Pansy Craze: the wild 1930s drag parties that kickstarted gay nightlife
The 1920s also saw an increase in the number of bohemian enclaves in rundown areas, such as New York’s Greenwich Village. Painters, poets and performers were lured by the cheap rents and by an increasingly wild and lawless lifestyle. Prohibition had given birth to a black market for booze and a bustling underground scene, where bright young things slumming it in mob-run nightspots developed a taste for camp, cutting repartee.
LGBT people were flocking to cities as much for the nightlife as for the ability to connect with others. Soon, Variety was reporting that Broadway “will have nite places with ‘pansies’ as the main draw. Paris and Berlin have similar night resorts, with the queers attracting the lays.” In Berlin, you could hear singers performing Das Lila Lied (The Lavender Song), one of the earliest songs to celebrate homosexuality. “This song became the gay anthem of the time and still has status today,” says singer Ute Lemper. “The lyrics are witty and ballsy, quite unbelievable.” You can hear its influence in the work of Rufus Wainwright, Marc Almond and others.

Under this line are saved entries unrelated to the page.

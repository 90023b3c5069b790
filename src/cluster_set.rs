use crate::cluster::Cluster;
use crate::data_wrappers::{NearestPair, Record};
use crate::error::ClusteringError;
use crate::nearest_neighbour::find_nearest_pair;
use num_traits::Float;

/// An ordered partition of records into clusters. The set owns every cluster it holds.
#[derive(Debug, Clone, PartialEq)]
pub struct ClusterSet<T = f32> {
    clusters: Vec<Cluster<T>>,
}

impl<T: Float> ClusterSet<T> {
    /// Builds the initial partition: one singleton cluster per record, in input order.
    ///
    /// # Parameters
    /// * `records` - the points to partition.
    /// * `chunk_size` - initial capacity of each cluster, and the amount it grows by when full.
    ///
    /// # Returns
    /// * The partition, or an allocation error. Clusters built before a failure are released.
    ///
    /// # Examples
    /// ```
    ///use agglomerative::{ClusterSet, Record};
    ///
    ///let records = vec![Record::new(1, 0.0_f32, 0.0), Record::new(2, 1.0, 1.0)];
    ///let set = ClusterSet::from_records(&records, 10).unwrap();
    ///assert_eq!(2, set.len());
    ///assert_eq!(2, set.total_size());
    /// ```
    pub fn from_records(records: &[Record<T>], chunk_size: usize) -> Result<Self, ClusteringError> {
        let mut clusters = Vec::new();
        clusters.try_reserve_exact(records.len())?;
        for record in records {
            let mut cluster = Cluster::with_chunk_size(chunk_size, chunk_size)?;
            cluster.append(*record)?;
            clusters.push(cluster);
        }
        Ok(ClusterSet { clusters })
    }

    pub fn len(&self) -> usize {
        self.clusters.len()
    }

    pub fn is_empty(&self) -> bool {
        self.clusters.is_empty()
    }

    pub fn clusters(&self) -> &[Cluster<T>] {
        &self.clusters
    }

    pub fn iter(&self) -> std::slice::Iter<'_, Cluster<T>> {
        self.clusters.iter()
    }

    /// Total number of records held across all clusters.
    pub fn total_size(&self) -> usize {
        self.clusters.iter().map(Cluster::size).sum()
    }

    /// Member ids of every cluster, in cluster order.
    pub fn ids(&self) -> Vec<Vec<i32>> {
        self.clusters.iter().map(Cluster::ids).collect()
    }

    /// The two closest clusters in the set. See [`find_nearest_pair`].
    pub fn nearest_pair(&self) -> NearestPair<T> {
        find_nearest_pair(&self.clusters)
    }

    /// Merges the cluster at `absorbed` into the cluster at `target` and then removes the
    /// absorbed cluster, shifting every later cluster one place to the left. The relative order
    /// of the surviving clusters is unchanged. If the merge cannot allocate, the set is left as
    /// it was.
    ///
    /// # Panics
    /// * If the indices are equal or either is out of bounds.
    pub fn merge_pair(&mut self, target: usize, absorbed: usize) -> Result<(), ClusteringError> {
        assert!(
            target != absorbed,
            "Cannot merge cluster {target} into itself"
        );
        assert!(
            target < self.clusters.len() && absorbed < self.clusters.len(),
            "Merge indices ({target}, {absorbed}) out of bounds for {} clusters",
            self.clusters.len()
        );
        {
            let (receiver, source) = self.pair_mut(target, absorbed);
            receiver.merge_from(source)?;
        }
        self.remove(absorbed);
        Ok(())
    }

    /// Removes and returns the cluster at `idx`, preserving the order of the rest.
    pub fn remove(&mut self, idx: usize) -> Cluster<T> {
        self.clusters.remove(idx)
    }

    fn pair_mut(&mut self, target: usize, source: usize) -> (&mut Cluster<T>, &Cluster<T>) {
        if target < source {
            let (left, right) = self.clusters.split_at_mut(source);
            (&mut left[target], &right[0])
        } else {
            let (left, right) = self.clusters.split_at_mut(target);
            (&mut right[0], &left[source])
        }
    }
}

impl<'a, T> IntoIterator for &'a ClusterSet<T> {
    type Item = &'a Cluster<T>;
    type IntoIter = std::slice::Iter<'a, Cluster<T>>;

    fn into_iter(self) -> Self::IntoIter {
        self.clusters.iter()
    }
}

#[cfg(test)]
mod tests {
    use super::*;

    fn records(points: &[(i32, f32, f32)]) -> Vec<Record<f32>> {
        points.iter().map(|&(id, x, y)| Record::new(id, x, y)).collect()
    }

    #[test]
    fn from_records_makes_singletons() {
        let data = records(&[(7, 0.0, 0.0), (3, 1.0, 0.0), (5, 2.0, 0.0)]);
        let set = ClusterSet::from_records(&data, 10).unwrap();
        assert_eq!(vec![vec![7], vec![3], vec![5]], set.ids());
        assert!(set.iter().all(|cluster| cluster.capacity() >= 10));
    }

    #[test]
    fn merge_pair_removes_absorbed_and_keeps_order() {
        let data = records(&[(1, 0.0, 0.0), (2, 1.0, 0.0), (3, 2.0, 0.0), (4, 3.0, 0.0)]);
        let mut set = ClusterSet::from_records(&data, 10).unwrap();
        set.merge_pair(1, 3).unwrap();
        assert_eq!(vec![vec![1], vec![2, 4], vec![3]], set.ids());
        assert_eq!(4, set.total_size());
    }

    #[test]
    fn merge_pair_with_higher_target_index() {
        let data = records(&[(1, 0.0, 0.0), (2, 1.0, 0.0), (3, 2.0, 0.0)]);
        let mut set = ClusterSet::from_records(&data, 10).unwrap();
        set.merge_pair(2, 0).unwrap();
        assert_eq!(vec![vec![2], vec![1, 3]], set.ids());
    }

    #[test]
    #[should_panic(expected = "into itself")]
    fn merge_pair_rejects_same_index() {
        let data = records(&[(1, 0.0, 0.0), (2, 1.0, 0.0)]);
        let mut set = ClusterSet::from_records(&data, 10).unwrap();
        let _ = set.merge_pair(1, 1);
    }

    #[test]
    fn empty_records_make_empty_set() {
        let set = ClusterSet::<f32>::from_records(&[], 10).unwrap();
        assert!(set.is_empty());
        assert_eq!(0, set.total_size());
    }
}
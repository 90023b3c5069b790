use crate::{Cluster, ClusterSet, Record};
use num_traits::Float;
use std::fmt::{Display, Formatter};

/// Significant digits kept when printing a coordinate.
const PRECISION: i32 = 6;

/// Formats a coordinate the way C's `%g` does: `PRECISION` significant digits with trailing
/// zeros dropped, switching to exponent notation when the decimal exponent is below -4 or at
/// least `PRECISION`.
pub(crate) fn format_general<T: Float>(value: T) -> String {
    let value = value.to_f64().unwrap_or(f64::NAN);
    if value.is_nan() {
        return String::from("nan");
    }
    if value.is_infinite() {
        return String::from(if value < 0.0 { "-inf" } else { "inf" });
    }
    if value == 0.0 {
        return String::from(if value.is_sign_negative() { "-0" } else { "0" });
    }

    // Rounding to the kept digits can carry into the next power of ten, so take the exponent
    // from the rounded scientific form
    let scientific = format!("{:.*e}", (PRECISION - 1) as usize, value);
    let (mantissa, exponent) = match scientific.split_once('e') {
        Some((mantissa, exponent)) => (mantissa, exponent.parse::<i32>().unwrap_or(0)),
        None => (scientific.as_str(), 0),
    };

    if exponent < -4 || exponent >= PRECISION {
        let sign = if exponent < 0 { '-' } else { '+' };
        format!("{}e{sign}{:02}", trim_fraction(mantissa), exponent.abs())
    } else {
        let decimals = (PRECISION - 1 - exponent) as usize;
        trim_fraction(&format!("{value:.decimals$}")).to_string()
    }
}

fn trim_fraction(number: &str) -> &str {
    if number.contains('.') {
        number.trim_end_matches('0').trim_end_matches('.')
    } else {
        number
    }
}

impl<T: Float> Display for Record<T> {
    fn fmt(&self, f: &mut Formatter<'_>) -> std::fmt::Result {
        write!(f, "{}[{},{}]", self.id, format_general(self.x), format_general(self.y))
    }
}

/// Members separated by single spaces, e.g. `1[0,0] 2[0,1]`.
impl<T: Float> Display for Cluster<T> {
    fn fmt(&self, f: &mut Formatter<'_>) -> std::fmt::Result {
        for (n, record) in self.iter().enumerate() {
            if n > 0 {
                write!(f, " ")?;
            }
            write!(f, "{record}")?;
        }
        Ok(())
    }
}

/// The `Clusters:` report, one line per cluster.
impl<T: Float> Display for ClusterSet<T> {
    fn fmt(&self, f: &mut Formatter<'_>) -> std::fmt::Result {
        writeln!(f, "Clusters:")?;
        for (n, cluster) in self.iter().enumerate() {
            writeln!(f, "cluster {n}: {cluster}")?;
        }
        Ok(())
    }
}

#[cfg(test)]
mod tests {
    use super::*;

    #[test]
    fn record_format() {
        assert_eq!("7[1.5,-2]", Record::new(7, 1.5_f32, -2.0).to_string());
    }

    #[test]
    fn report_format() {
        let records = vec![
            Record::new(1, 0.0_f32, 0.0),
            Record::new(2, 0.0, 1.0),
            Record::new(3, 5.0, 5.5),
        ];
        let mut set = ClusterSet::from_records(&records, 10).unwrap();
        set.merge_pair(0, 1).unwrap();
        assert_eq!(
            "Clusters:\ncluster 0: 1[0,0] 2[0,1]\ncluster 1: 3[5,5.5]\n",
            set.to_string()
        );
    }

    #[test]
    fn coordinates_keep_six_significant_digits() {
        assert_eq!("123.457", format_general(123.4567_f32));
        assert_eq!("0.1", format_general(0.1_f32));
        assert_eq!("663", format_general(663.0_f64));
        assert_eq!("999999", format_general(999999.0_f64));
    }

    #[test]
    fn large_and_small_coordinates_use_exponent() {
        assert_eq!("1e+07", format_general(1e7_f32));
        assert_eq!("1.23457e+06", format_general(1234567.0_f32));
        assert_eq!("1e+06", format_general(999999.5_f64));
        assert_eq!("0.0001", format_general(0.0001_f64));
        assert_eq!("1.5e-05", format_general(0.000015_f64));
        assert_eq!("-2.5e+10", format_general(-2.5e10_f64));
    }

    #[test]
    fn zero_and_non_finite_coordinates() {
        assert_eq!("0", format_general(0.0_f32));
        assert_eq!("-0", format_general(-0.0_f32));
        assert_eq!("inf", format_general(f64::INFINITY));
        assert_eq!("nan", format_general(f64::NAN));
    }

    #[test]
    fn report_rounds_coordinates() {
        let records = vec![Record::new(1, 123.4567_f32, 1e7), Record::new(2, 0.1, 1234567.0)];
        let set = ClusterSet::from_records(&records, 10).unwrap();
        assert_eq!(
            "Clusters:\ncluster 0: 1[123.457,1e+07]\ncluster 1: 2[0.1,1.23457e+06]\n",
            set.to_string()
        );
    }

    #[test]
    fn empty_cluster_prints_nothing() {
        let cluster: Cluster<f32> = Cluster::empty();
        assert_eq!("", cluster.to_string());
    }
}
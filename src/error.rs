use std::collections::TryReserveError;
use std::error::Error;
use std::fmt::{Display, Formatter};

/// Possible errors that arise while loading points or clustering them.
#[derive(Debug, Clone, PartialEq)]
pub enum ClusteringError {
    Allocation(String),
    FileRead(String),
    Conversion(String),
    InvalidTarget(String),
    EmptyDataset,
    NonFiniteCoordinate(String),
}

impl ClusteringError {
    /// The process exit status the command line front end reports for this error.
    pub fn exit_code(&self) -> i32 {
        match self {
            ClusteringError::Conversion(_)
            | ClusteringError::InvalidTarget(_)
            | ClusteringError::NonFiniteCoordinate(_) => 1,
            ClusteringError::FileRead(_) => 2,
            ClusteringError::Allocation(_) => 3,
            ClusteringError::EmptyDataset => 4,
        }
    }
}

impl Error for ClusteringError {}

impl Display for ClusteringError {
    fn fmt(&self, f: &mut Formatter<'_>) -> std::fmt::Result {
        let message = match self {
            ClusteringError::Allocation(msg) => format!("Unable to allocate memory: {msg}"),
            ClusteringError::FileRead(msg) => format!("Unable to read input file: {msg}"),
            ClusteringError::Conversion(msg) => format!("Conversion error: {msg}"),
            ClusteringError::InvalidTarget(msg) => format!("Invalid target cluster count: {msg}"),
            ClusteringError::EmptyDataset => String::from("The dataset provided is empty"),
            ClusteringError::NonFiniteCoordinate(msg) => format!("Non finite coordinate: {msg}"),
        };
        write!(f, "{message}")
    }
}

impl From<TryReserveError> for ClusteringError {
    fn from(err: TryReserveError) -> Self {
        ClusteringError::Allocation(err.to_string())
    }
}
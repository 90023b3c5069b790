use num_traits::Float;

/// A single labelled input point.
#[derive(Debug, Clone, Copy, PartialEq)]
pub struct Record<T = f32> {
    pub id: i32,
    pub x: T,
    pub y: T,
}

impl<T: Float> Record<T> {
    pub fn new(id: i32, x: T, y: T) -> Self {
        Record { id, x, y }
    }

    pub(crate) fn is_finite(&self) -> bool {
        self.x.is_finite() && self.y.is_finite()
    }
}

/// The closest pair of clusters found by a nearest neighbour scan.
#[derive(Debug, Clone, Copy, PartialEq)]
pub struct NearestPair<T> {
    /// Index of the cluster that absorbs the other.
    pub first: usize,
    /// Index of the cluster that is absorbed and removed.
    pub second: usize,
    pub distance: T,
}
use crate::data_wrappers::Record;
use crate::error::ClusteringError;
use num_traits::Float;

/// Number of member slots a cluster grows by when an append finds it full.
pub const CLUSTER_CHUNK: usize = 10;

/// An ordered, growable collection of records. The allocated capacity is tracked separately
/// from the number of occupied slots and grows in fixed size chunks.
#[derive(Debug, Clone, PartialEq)]
pub struct Cluster<T = f32> {
    members: Vec<Record<T>>,
    chunk_size: usize,
}

impl<T: Float> Cluster<T> {
    /// Creates an empty cluster with room for `initial_capacity` records.
    ///
    /// # Parameters
    /// * `initial_capacity` - the number of slots to allocate up front. Zero is legal and means
    ///                        that no backing storage is allocated yet.
    ///
    /// # Returns
    /// * The empty cluster, or an allocation error if the backing buffer could not be obtained.
    ///
    /// # Examples
    /// ```
    ///use agglomerative::Cluster;
    ///
    ///let cluster: Cluster<f32> = Cluster::new(10).unwrap();
    ///assert_eq!(0, cluster.size());
    ///assert!(cluster.capacity() >= 10);
    /// ```
    pub fn new(initial_capacity: usize) -> Result<Self, ClusteringError> {
        Self::with_chunk_size(initial_capacity, CLUSTER_CHUNK)
    }

    /// Creates an empty cluster that grows by `chunk_size` slots whenever it fills up.
    pub fn with_chunk_size(
        initial_capacity: usize,
        chunk_size: usize,
    ) -> Result<Self, ClusteringError> {
        let mut members = Vec::new();
        members.try_reserve_exact(initial_capacity)?;
        Ok(Cluster {
            members,
            chunk_size: chunk_size.max(1),
        })
    }

    /// An empty cluster without any backing storage.
    pub fn empty() -> Self {
        Cluster {
            members: Vec::new(),
            chunk_size: CLUSTER_CHUNK,
        }
    }

    pub fn size(&self) -> usize {
        self.members.len()
    }

    pub fn capacity(&self) -> usize {
        self.members.capacity()
    }

    pub fn is_empty(&self) -> bool {
        self.members.is_empty()
    }

    pub fn members(&self) -> &[Record<T>] {
        &self.members
    }

    pub fn iter(&self) -> std::slice::Iter<'_, Record<T>> {
        self.members.iter()
    }

    pub fn ids(&self) -> Vec<i32> {
        self.members.iter().map(|record| record.id).collect()
    }

    /// Appends a record to the end of the cluster, growing the capacity by one chunk first if
    /// the cluster is full. If growth fails the cluster is left exactly as it was.
    pub fn append(&mut self, record: Record<T>) -> Result<(), ClusteringError> {
        if self.members.len() == self.members.capacity() {
            self.members.try_reserve_exact(self.chunk_size)?;
        }
        self.members.push(record);
        Ok(())
    }

    /// Copies every member of `other` onto the end of this cluster and re-sorts the result by
    /// id. The capacity needed for both clusters is reserved before anything is copied, so a
    /// failed allocation leaves both clusters untouched. Disposing of `other` is left to the
    /// caller.
    ///
    /// # Examples
    /// ```
    ///use agglomerative::{Cluster, Record};
    ///
    ///let mut left = Cluster::new(1).unwrap();
    ///left.append(Record::new(3, 0.0_f32, 0.0)).unwrap();
    ///let mut right = Cluster::new(2).unwrap();
    ///right.append(Record::new(2, 1.0, 1.0)).unwrap();
    ///right.append(Record::new(1, 2.0, 2.0)).unwrap();
    ///
    ///left.merge_from(&right).unwrap();
    ///assert_eq!(vec![1, 2, 3], left.ids());
    /// ```
    pub fn merge_from(&mut self, other: &Cluster<T>) -> Result<(), ClusteringError> {
        let required = self.members.len() + other.members.len();
        if required > self.members.capacity() {
            self.members.try_reserve_exact(required - self.members.len())?;
        }
        self.members.extend_from_slice(&other.members);
        self.sort_by_id();
        Ok(())
    }

    /// Orders members by ascending id. Records sharing an id keep their relative order.
    pub fn sort_by_id(&mut self) {
        self.members.sort_by_key(|record| record.id);
    }

    /// Removes every member and releases the backing buffer, leaving an empty cluster with no
    /// capacity. Calling this on an already empty cluster does nothing.
    pub fn clear(&mut self) {
        self.members = Vec::new();
    }
}

impl<'a, T> IntoIterator for &'a Cluster<T> {
    type Item = &'a Record<T>;
    type IntoIter = std::slice::Iter<'a, Record<T>>;

    fn into_iter(self) -> Self::IntoIter {
        self.members.iter()
    }
}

Every European capital, and several major US cities, had similar scenes: London had Douglas Byng and Noël Coward, who once admitted: “I should love to perform There Are Fairies in the Bottom of My Garden, but I don’t dare. It might come out There Are Fairies in the Garden of My Bottom.”
Performers, including the acid-tongued Malin, quickly eclipsed the drag acts that had been a stage staple for decades. Malin began his own career in drag, as Imogene Wilson, but it was as the tuxedoed MC of Club Abbey that he “gave Broadway its first glimpse of pansy nightlife”, as Mark Hellinger of the Syracuse Journal put it. At Club Abbey, Malin ditched the dresses and reinvented himself as a high-camp, waspish, obviously gay man – and it was this that singled him out. For possibly the first time ever, an entertainer’s entire act revolved around an explicit queerness. “What was novel is that he did not bring a drag act to the club, but instead performed in elegant men’s clothing, and brought with him the camp wit of the gay subculture,” explains LGBT historian JD Doyle. “If he was heckled by men at the club he knew how to cut them to shreds, to the delight of the crowd.” At 200lbs and over six feet tall, few would argue with him anyway.